Everything I have lived through from the time I was 15 to today, has made me the person I am.
Those decisions were what I wanted at the time, and I am grateful to be here now, telling you about them. Had I not had the hardships, two teen pregnancies, Ashley's health struggles, and of course all of the hurtful decisions I made along the way…I would not be here telling my story.
I would not be able to come from a place of experience and understanding.
But we are not to all of that just yet.
So, let's back up and go to where we left off, the summer of 1993.

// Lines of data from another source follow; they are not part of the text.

use axum::Router;
use std::sync::Arc;
use stockrank::api;
use stockrank::config::Config;
use stockrank::services::{RankingCache, RefreshScheduler, SqliteStore};
use stockrank::sources::YahooFinanceClient;
use stockrank::AppState;
use tower_http::cors::{Any, CorsLayer};
use tower_http::trace::TraceLayer;
use tracing::info;
use tracing_subscriber::{layer::SubscriberExt, util::SubscriberInitExt};

#[tokio::main]
async fn main() -> anyhow::Result<()> {
    // Load environment variables
    dotenvy::dotenv().ok();

    // Initialize tracing
    tracing_subscriber::registry()
        .with(
            tracing_subscriber::EnvFilter::try_from_default_env()
                .unwrap_or_else(|_| "stockrank=debug,tower_http=debug".into()),
        )
        .with(tracing_subscriber::fmt::layer())
        .init();

    // Load configuration
    let config = Arc::new(Config::from_env()?);
    info!(
        "Starting StockRank on {} ({} symbols, {} policy)",
        config.server_addr(),
        config.symbols.len(),
        config.policy.name()
    );

    let store = Arc::new(SqliteStore::new(&config.database_path)?);
    info!("Signal log at {} ({} rows)", config.database_path, store.count()?);

    let provider = Arc::new(YahooFinanceClient::new()?);
    let cache = RankingCache::new();

    // Start the refresh loop; the first cycle runs right away
    let scheduler = RefreshScheduler::new(
        provider.clone(),
        store.clone(),
        cache.clone(),
        config.calculator(),
        config.scheduler_settings(),
    );
    let scheduler_handle = scheduler.spawn();

    let state = AppState {
        config: config.clone(),
        cache,
        store,
        provider,
    };

    // Build CORS layer
    let cors = CorsLayer::new()
        .allow_origin(Any)
        .allow_methods(Any)
        .allow_headers(Any);

    let app = Router::new()
        .merge(api::router())
        .with_state(state)
        .layer(cors)
        .layer(TraceLayer::new_for_http());

    // Start the server
    let addr = config.server_addr();
    let listener = tokio::net::TcpListener::bind(&addr).await?;
    info!("StockRank server listening on {}", addr);

    axum::serve(listener, app)
        .with_graceful_shutdown(shutdown_signal())
        .await?;

    scheduler.stop();
    scheduler_handle.await?;
    info!("Shutdown complete");

    Ok(())
}

async fn shutdown_signal() {
    if let Err(e) = tokio::signal::ctrl_c().await {
        tracing::error!("Failed to listen for shutdown signal: {}", e);
        std::future::pending::<()>().await;
    }
    info!("Shutdown signal received");
}
//! StockRank - technical signal ranking for a fixed list of equities

pub mod api;
pub mod config;
pub mod error;
pub mod services;
pub mod sources;
pub mod types;

use std::sync::Arc;

use config::Config;
use services::{RankingCache, SignalRepository};
use sources::HistoryProvider;

/// Application state shared across handlers.
#[derive(Clone)]
pub struct AppState {
    pub config: Arc<Config>,
    pub cache: Arc<RankingCache>,
    pub store: Arc<dyn SignalRepository>,
    pub provider: Arc<dyn HistoryProvider>,
}

// Re-export commonly used types
pub use types::*;
use std::env;
use std::str::FromStr;
use std::time::Duration;

use crate::error::ConfigError;
use crate::services::scheduler::SchedulerSettings;
use crate::services::signals::{IndicatorSettings, SignalCalculator};
use crate::types::ScoringPolicy;

/// Tickers tracked when `SYMBOLS` is not set.
pub const DEFAULT_SYMBOLS: &[&str] = &[
    "PETR4.SA", "VALE3.SA", "ITUB4.SA", "BBDC4.SA", "BBAS3.SA", "ABEV3.SA", "B3SA3.SA",
    "SUZB3.SA", "WEGE3.SA", "GGBR4.SA", "CSNA3.SA", "RADL3.SA", "AAPL34.SA", "AMZO34.SA",
    "MELI34.SA", "MSFT34.SA", "NVDC34.SA", "PFIZ34.SA",
];

/// Application configuration.
#[derive(Debug, Clone)]
pub struct Config {
    /// Server host address.
    pub host: String,
    /// Server port.
    pub port: u16,
    /// SQLite database file.
    pub database_path: String,
    /// Ordered, deduplicated ticker list.
    pub symbols: Vec<String>,
    /// Exchange suffix tried by lookups that omit it.
    pub symbol_suffix: String,
    /// Pause between refresh cycles.
    pub update_interval: Duration,
    /// Scoring policy.
    pub policy: ScoringPolicy,
    /// Bars required before a symbol is scored.
    pub min_history_bars: usize,
    /// Provider lookback.
    pub history_range: String,
    /// Provider bar interval.
    pub history_interval: String,
    /// Indicator windows.
    pub indicators: IndicatorSettings,
}

impl Config {
    /// Load configuration from environment variables.
    pub fn from_env() -> Result<Self, ConfigError> {
        Self::from_lookup(|key| env::var(key).ok())
    }

    /// Load configuration from an arbitrary key lookup.
    pub fn from_lookup<F>(lookup: F) -> Result<Self, ConfigError>
    where
        F: Fn(&str) -> Option<String>,
    {
        let get = |key: &str| {
            lookup(key)
                .map(|v| v.trim().to_string())
                .filter(|v| !v.is_empty())
        };

        let policy = match get("SCORING_POLICY") {
            Some(name) => ScoringPolicy::from_str(&name).ok_or(ConfigError::InvalidValue {
                key: "SCORING_POLICY",
                value: name,
            })?,
            None => ScoringPolicy::default(),
        };

        let symbols = match get("SYMBOLS") {
            Some(list) => parse_symbols(&list),
            None => DEFAULT_SYMBOLS.iter().map(|s| s.to_string()).collect(),
        };
        if symbols.is_empty() {
            return Err(ConfigError::NoSymbols);
        }

        let indicators = IndicatorSettings {
            rsi_period: positive(&get, "RSI_PERIOD", 14)?,
            volatility_window: positive(&get, "VOLATILITY_WINDOW", 20)?,
            volume_window: positive(&get, "VOLUME_WINDOW", 20)?,
            breakout_window: positive(&get, "BREAKOUT_WINDOW", 20)?,
        };

        // A standard deviation needs two returns
        if indicators.volatility_window < 2 {
            return Err(ConfigError::TooSmall {
                key: "VOLATILITY_WINDOW",
                min: 2,
            });
        }

        let min_history_bars = positive(&get, "MIN_HISTORY_BARS", policy.default_min_history())?;
        let required = SignalCalculator::required_bars(policy, &indicators);
        if min_history_bars < required {
            return Err(ConfigError::HistoryTooShort {
                configured: min_history_bars,
                required,
                policy: policy.name(),
            });
        }

        let update_interval_secs: u64 = positive(&get, "UPDATE_INTERVAL_SECS", 60)?;

        Ok(Self {
            host: get("HOST").unwrap_or_else(|| "0.0.0.0".to_string()),
            port: parse_or(&get, "PORT", 8000)?,
            database_path: get("DATABASE_PATH").unwrap_or_else(|| "stocknews.db".to_string()),
            symbols,
            symbol_suffix: get("SYMBOL_SUFFIX")
                .map(|s| s.to_uppercase())
                .unwrap_or_else(|| ".SA".to_string()),
            update_interval: Duration::from_secs(update_interval_secs),
            policy,
            min_history_bars,
            history_range: get("HISTORY_RANGE")
                .unwrap_or_else(|| policy.default_history_range().to_string()),
            history_interval: get("HISTORY_INTERVAL").unwrap_or_else(|| "1d".to_string()),
            indicators,
        })
    }

    /// Get the server address string.
    pub fn server_addr(&self) -> String {
        format!("{}:{}", self.host, self.port)
    }

    pub fn calculator(&self) -> SignalCalculator {
        SignalCalculator::new(self.policy, self.indicators, self.min_history_bars)
    }

    pub fn scheduler_settings(&self) -> SchedulerSettings {
        SchedulerSettings {
            symbols: self.symbols.clone(),
            interval: self.update_interval,
            history_range: self.history_range.clone(),
            history_interval: self.history_interval.clone(),
        }
    }
}

/// Split a comma-separated list, upper-case it and drop repeats (first wins).
fn parse_symbols(list: &str) -> Vec<String> {
    let mut symbols: Vec<String> = Vec::new();
    for symbol in list.split(',').map(|s| s.trim().to_uppercase()) {
        if !symbol.is_empty() && !symbols.contains(&symbol) {
            symbols.push(symbol);
        }
    }
    symbols
}

fn parse_or<T, G>(get: &G, key: &'static str, default: T) -> Result<T, ConfigError>
where
    T: FromStr,
    G: Fn(&str) -> Option<String>,
{
    match get(key) {
        Some(value) => value
            .parse()
            .map_err(|_| ConfigError::InvalidValue { key, value }),
        None => Ok(default),
    }
}

fn positive<T, G>(get: &G, key: &'static str, default: T) -> Result<T, ConfigError>
where
    T: FromStr + Default + PartialEq,
    G: Fn(&str) -> Option<String>,
{
    let value = parse_or(get, key, default)?;
    if value == T::default() {
        return Err(ConfigError::Zero(key));
    }
    Ok(value)
}
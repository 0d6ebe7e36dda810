use std::borrow::Cow;

use once_cell::sync::Lazy;
use regex::{Captures, Regex};

static RE_BODY: Lazy<Regex> = Lazy::new(|| Regex::new(r"(?is)<body[^>]*>(.*)</body>").unwrap());
static RE_RTL_DECL: Lazy<Regex> =
    Lazy::new(|| Regex::new(r#"(?i)\bdir\s*=\s*["']?rtl\b"#).unwrap());
// Opening tags of the block elements Word needs explicit direction on.
// Exact tag names only: `<pre>`, `<h4>`, `<link>` never match.
static RE_BLOCK_OPEN: Lazy<Regex> =
    Lazy::new(|| Regex::new(r"(?i)<(p|h[1-3]|ul|li|div)(\s[^>]*)?>").unwrap());
static RE_DIR_ATTR: Lazy<Regex> = Lazy::new(|| Regex::new(r"(?i)(^|\s)dir\s*=").unwrap());

static RE_NON_CONTENT: Lazy<Regex> = Lazy::new(|| {
    Regex::new(
        r"(?is)<head[^>]*>.*?</head>|<style[^>]*>.*?</style>|<script[^>]*>.*?</script>|<title[^>]*>.*?</title>",
    )
    .unwrap()
});
static RE_BLOCK_BREAK: Lazy<Regex> = Lazy::new(|| {
    Regex::new(r"(?i)<br\s*/?>|</(p|div|li|ul|ol|h[1-6]|tr|section|header)>").unwrap()
});
static RE_TAG: Lazy<Regex> = Lazy::new(|| Regex::new(r"(?s)<[^>]*>").unwrap());

/// Inner content of `<body>`, or the whole input when there is no body tag.
pub fn extract_body(html: &str) -> &str {
    RE_BODY
        .captures(html)
        .and_then(|c| c.get(1))
        .map_or(html, |m| m.as_str())
}

/// True when the markup declares right-to-left direction anywhere.
pub fn declares_rtl(html: &str) -> bool {
    RE_RTL_DECL.is_match(html)
}

/// Adds `dir="rtl" align="right"` to every opening `p`, `h1`-`h3`, `ul`, `li`
/// and `div` tag that has no `dir` attribute of its own.
pub fn force_rtl_blocks(html: &str) -> Cow<'_, str> {
    RE_BLOCK_OPEN.replace_all(html, |caps: &Captures| {
        let attrs = caps.get(2).map_or("", |m| m.as_str());
        if RE_DIR_ATTR.is_match(attrs) {
            caps[0].to_string()
        } else {
            format!(r#"<{} dir="rtl" align="right"{attrs}>"#, &caps[1])
        }
    })
}

/// Visible text of the document, one block per line.
pub fn to_plain_text(html: &str) -> String {
    let body = extract_body(html);
    let without_meta = RE_NON_CONTENT.replace_all(body, "");
    let with_breaks = RE_BLOCK_BREAK.replace_all(&without_meta, "\n");
    let text = decode_entities(&RE_TAG.replace_all(&with_breaks, ""));

    text.lines()
        .map(|line| line.split_whitespace().collect::<Vec<_>>().join(" "))
        .filter(|line| !line.is_empty())
        .collect::<Vec<_>>()
        .join("\n")
}

fn decode_entities(text: &str) -> String {
    text.replace("&nbsp;", " ")
        .replace("&lt;", "<")
        .replace("&gt;", ">")
        .replace("&quot;", "\"")
        .replace("&#39;", "'")
        .replace("&apos;", "'")
        .replace("&amp;", "&")
}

That was the summer we were yet again faced with potential new life. I mentioned that I would be needing my mom. I don't care how old I have been or am, I have needed that woman more times than I can count.
I found myself, that June, taking a pregnancy test with my girlfriend Amy by my side. Could this be happening, again? I obviously didn't have to ask how, but I sure as hell was asking why.

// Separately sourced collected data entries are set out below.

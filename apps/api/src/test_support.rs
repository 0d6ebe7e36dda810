//! In-memory fakes behind the service traits, shared by unit and router tests.

use std::sync::atomic::{AtomicUsize, Ordering};
use std::sync::{Arc, Mutex};
use std::time::Duration;

use async_trait::async_trait;
use uuid::Uuid;

use crate::config::Config;
use crate::gateway::{
    AiGateway, AnalysisReport, AtsCompatibility, ChatTurn, DocumentInput, GatewayError,
};
use crate::i18n::Language;
use crate::models::optimization::{NewOptimization, OptimizationRecord};
use crate::paywall::SimulatedProcessor;
use crate::pipeline::sessions::SessionRegistry;
use crate::state::AppState;
use crate::store::{RecordStore, StoreError};

pub const OPTIMIZED_HTML: &str = r#"<!DOCTYPE html><html dir="ltr"><head><style>body{font-family:Arial}</style></head><body><h1>Jane Doe</h1><h2>Experience</h2><ul><li>Cut deploy time by 40%</li></ul><p>Lead engineer &amp; mentor</p></body></html>"#;

#[derive(Default)]
pub struct FakeGateway {
    pub analyze_calls: AtomicUsize,
    pub optimize_calls: AtomicUsize,
    pub chat_calls: AtomicUsize,
    pub last_instructions: Mutex<Option<String>>,
    analyze_error: Option<GatewayError>,
    optimize_error: Option<GatewayError>,
    chat_error: Option<GatewayError>,
}

impl FakeGateway {
    pub fn new() -> Self {
        Self::default()
    }

    /// Every operation fails with `error`.
    pub fn failing(error: GatewayError) -> Self {
        Self {
            analyze_error: Some(error.clone()),
            optimize_error: Some(error.clone()),
            chat_error: Some(error),
            ..Self::default()
        }
    }

    pub fn with_optimize_error(mut self, error: GatewayError) -> Self {
        self.optimize_error = Some(error);
        self
    }
}

#[async_trait]
impl AiGateway for FakeGateway {
    async fn analyze(
        &self,
        _document: &DocumentInput,
        _language: Language,
    ) -> Result<AnalysisReport, GatewayError> {
        self.analyze_calls.fetch_add(1, Ordering::SeqCst);
        if let Some(e) = &self.analyze_error {
            return Err(e.clone());
        }
        Ok(AnalysisReport {
            score: 58,
            grammar_issues: vec!["Inconsistent tense".into()],
            structure_gaps: vec!["Missing summary".into()],
            ats_compatibility: AtsCompatibility::Medium,
            impact_optimizations: vec!["Quantify results".into()],
            summary: "Optimizing will raise your interview rate.".into(),
        })
    }

    async fn optimize(
        &self,
        _document: &DocumentInput,
        _language: Language,
        instructions: Option<&str>,
    ) -> Result<String, GatewayError> {
        self.optimize_calls.fetch_add(1, Ordering::SeqCst);
        *self.last_instructions.lock().unwrap() = instructions.map(str::to_string);
        if let Some(e) = &self.optimize_error {
            return Err(e.clone());
        }
        Ok(OPTIMIZED_HTML.to_string())
    }

    async fn chat(&self, history: &[ChatTurn], _language: Language) -> Result<String, GatewayError> {
        self.chat_calls.fetch_add(1, Ordering::SeqCst);
        if let Some(e) = &self.chat_error {
            return Err(e.clone());
        }
        let last = history.last().map(|t| t.text.as_str()).unwrap_or_default();
        Ok(format!("{} turns; you said: {last}", history.len()))
    }
}

/// A store whose backend is always down.
pub struct FailingStore;

fn down() -> StoreError {
    StoreError::Unavailable("connection refused".into())
}

#[async_trait]
impl RecordStore for FailingStore {
    async fn create(&self, _new: NewOptimization) -> Result<OptimizationRecord, StoreError> {
        Err(down())
    }

    async fn find_recent(
        &self,
        _owner_id: &str,
        _filename: &str,
    ) -> Result<Option<OptimizationRecord>, StoreError> {
        Err(down())
    }

    async fn get(&self, _id: Uuid) -> Result<Option<OptimizationRecord>, StoreError> {
        Err(down())
    }

    async fn mark_paid(&self, _id: Uuid) -> Result<(), StoreError> {
        Err(down())
    }

    async fn list_by_owner(&self, _owner_id: &str) -> Result<Vec<OptimizationRecord>, StoreError> {
        Err(down())
    }

    async fn list_all(&self) -> Result<Vec<OptimizationRecord>, StoreError> {
        Err(down())
    }
}

pub fn test_config(paywall_enabled: bool) -> Config {
    Config {
        database_url: None,
        gemini_api_key: "test-key".into(),
        port: 0,
        rust_log: "debug".into(),
        paywall_enabled,
        payment_processing_delay_ms: 0,
        payment_success_delay_ms: 0,
        session_idle_ttl_secs: 3600,
    }
}

pub fn app_state(gateway: Arc<dyn AiGateway>, store: Arc<dyn RecordStore>) -> AppState {
    AppState {
        store,
        gateway,
        payments: Arc::new(SimulatedProcessor::new(Duration::ZERO, Duration::ZERO)),
        sessions: SessionRegistry::new(),
        config: test_config(true),
    }
}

Ash was 3, home with a trache. She had already had 4 open heart surgeries and one closed heart surgery. She had gone through eye surgery, tubes in her ears - twice, and the list goes on and on. I had had twins that were not in my care. Twins that were teeny and very sick, and they needed a lot more than I could give them. I was still battling, in my head, the decision I had made about them, and wondered every day whether or not I made the right choice.
But here I was, 20 years old and pregnant for the third time, in 31/2 years.
They didn't call me Fertel Mertle for nothing.
I had proven conceiving was no challenge or obstacle, though it certainly was for so many. I lived with guilt for a lot of years, being able to have babies so young. I lived with guilt, the trauma, and the battles of what Ash and I had both gone through.
Most people don't think about how their actions and words impact their kids.
They don't think their kids will "end up like them", or that think they won't go through what you as a parent did.
But that's wrong.
Kids are amazingly resilient, smart, and they know exactly what is going on with their parents, at all times.
I am still as an almost 50-year-old woman, learning that every single day.
My actions and choices back then have absolutely impacted the young women my daughters have grown to be, I just wouldn't realize it quite yet. It would take years of mistakes, poor choices, and a lot of hard truths to figure that out.
The only thing I do regret over the past 30 years, is the hurt I caused the people I love/loved along the way. That took me a long time to forgive myself for but we are again, getting ahead of ourselves.